◆ **Data section**:
//! Stack growth for recursive parsing and evaluation.
//!
//! Deeply nested input (`((((...))))`, long `a + b + ...` chains inside
//! replacement text) recurses once per level. `stacker` grows the stack on
//! demand instead of overflowing.

/// Run `f`, growing the stack first if less than the red zone remains.
#[inline]
#[cfg(not(target_arch = "wasm32"))]
pub fn ensure_sufficient_stack<R>(f: impl FnOnce() -> R) -> R {
    const RED_ZONE: usize = 100 * 1024;
    const STACK_PER_RECURSION: usize = 1024 * 1024;

    stacker::maybe_grow(RED_ZONE, STACK_PER_RECURSION, f)
}

#[inline]
#[cfg(target_arch = "wasm32")]
pub fn ensure_sufficient_stack<R>(f: impl FnOnce() -> R) -> R {
    f()
}
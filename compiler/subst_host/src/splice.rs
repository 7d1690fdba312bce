//! Replacement splicing.

use subst_define::{ConstDependency, Span};
use tracing::{debug, trace};

/// Replace each dependency's span in `source` with its expression text.
///
/// Replacements are applied in span order. One that starts inside an
/// already replaced range is skipped, as is one whose span does not fall on
/// character boundaries of `source`.
pub fn apply_replacements(source: &str, dependencies: &[ConstDependency]) -> String {
    let mut ordered: Vec<&ConstDependency> = dependencies.iter().collect();
    ordered.sort_by_key(|dependency| (dependency.span.start, dependency.span.end));

    let mut output = String::with_capacity(source.len());
    let mut cursor = 0;
    let mut applied: Option<Span> = None;
    for dependency in ordered {
        if applied.is_some_and(|previous| previous.overlaps(dependency.span)) {
            trace!(span = %dependency.span, "overlapping replacement skipped");
            continue;
        }
        let range = dependency.span.to_range();
        let (Some(before), Some(_)) = (source.get(cursor..range.start), source.get(range.clone()))
        else {
            debug!(span = %dependency.span, "replacement outside source skipped");
            continue;
        };
        output.push_str(before);
        output.push_str(&dependency.expression);
        cursor = range.end;
        applied = Some(dependency.span);
    }
    output.push_str(source.get(cursor..).unwrap_or_default());
    output
}
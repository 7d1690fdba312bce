//! Subst Define - compile-time constant substitution.
//!
//! Given a `DefinitionsTree` such as
//! `{ "process.env.NODE_ENV": "\"production\"", FEATURES: { a: true } }`,
//! this crate registers hooks that let a host parser replace references to
//! those paths with literal source text and answer `typeof` queries about
//! them without running anything.
//!
//! # Architecture
//!
//! - `Defines`: owns the definitions tree and builds one `HookTable` per
//!   compilation unit
//! - `register_all`: walks the tree, registering renamable prefixes and
//!   delegating to the binders
//! - `bind_leaf` / `bind_object_path`: attach the per-path callbacks
//! - `HookTable`: typed path -> callbacks mapping the host queries
//! - `ReentrancyGuard`: stops a replacement that mentions its own symbol from
//!   re-evaluating itself forever
//!
//! The host side of the contract is the `Evaluator` and `DependencySink`
//! traits in [`host`]. Hooks never fail: they either handle a node or decline
//! and let the host fall back to its default behaviour.

pub mod binder;
mod defines;
mod evaluated;
mod guard;
pub mod host;
mod hooks;
mod registrar;

#[cfg(test)]
mod test_support;

pub use binder::{bind_leaf, bind_object_path};
pub use defines::Defines;
pub use evaluated::{EvaluatedExpression, EvaluatedKind};
pub use guard::{GuardScope, GuardState, ReentrancyGuard};
pub use hooks::{EvaluateHook, HookKind, HookTable, RewriteHook};
pub use host::{ConstDependency, DependencySink, Evaluator, ExprSite, HookOutcome};
pub use registrar::register_all;

// Re-export the data model so hosts can depend on this crate alone
pub use subst_ir::{
    Callable, DefinitionValue, DefinitionsTree, Location, Pattern, Position, Span, SymbolPath,
};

◆ **Prompt**: From the data, list each line in which the string "ReentrancyGuard" appears.

◆ **Completed task**:
//! - `ReentrancyGuard`: stops a replacement that mentions its own symbol from
pub use guard::{GuardScope, GuardState, ReentrancyGuard};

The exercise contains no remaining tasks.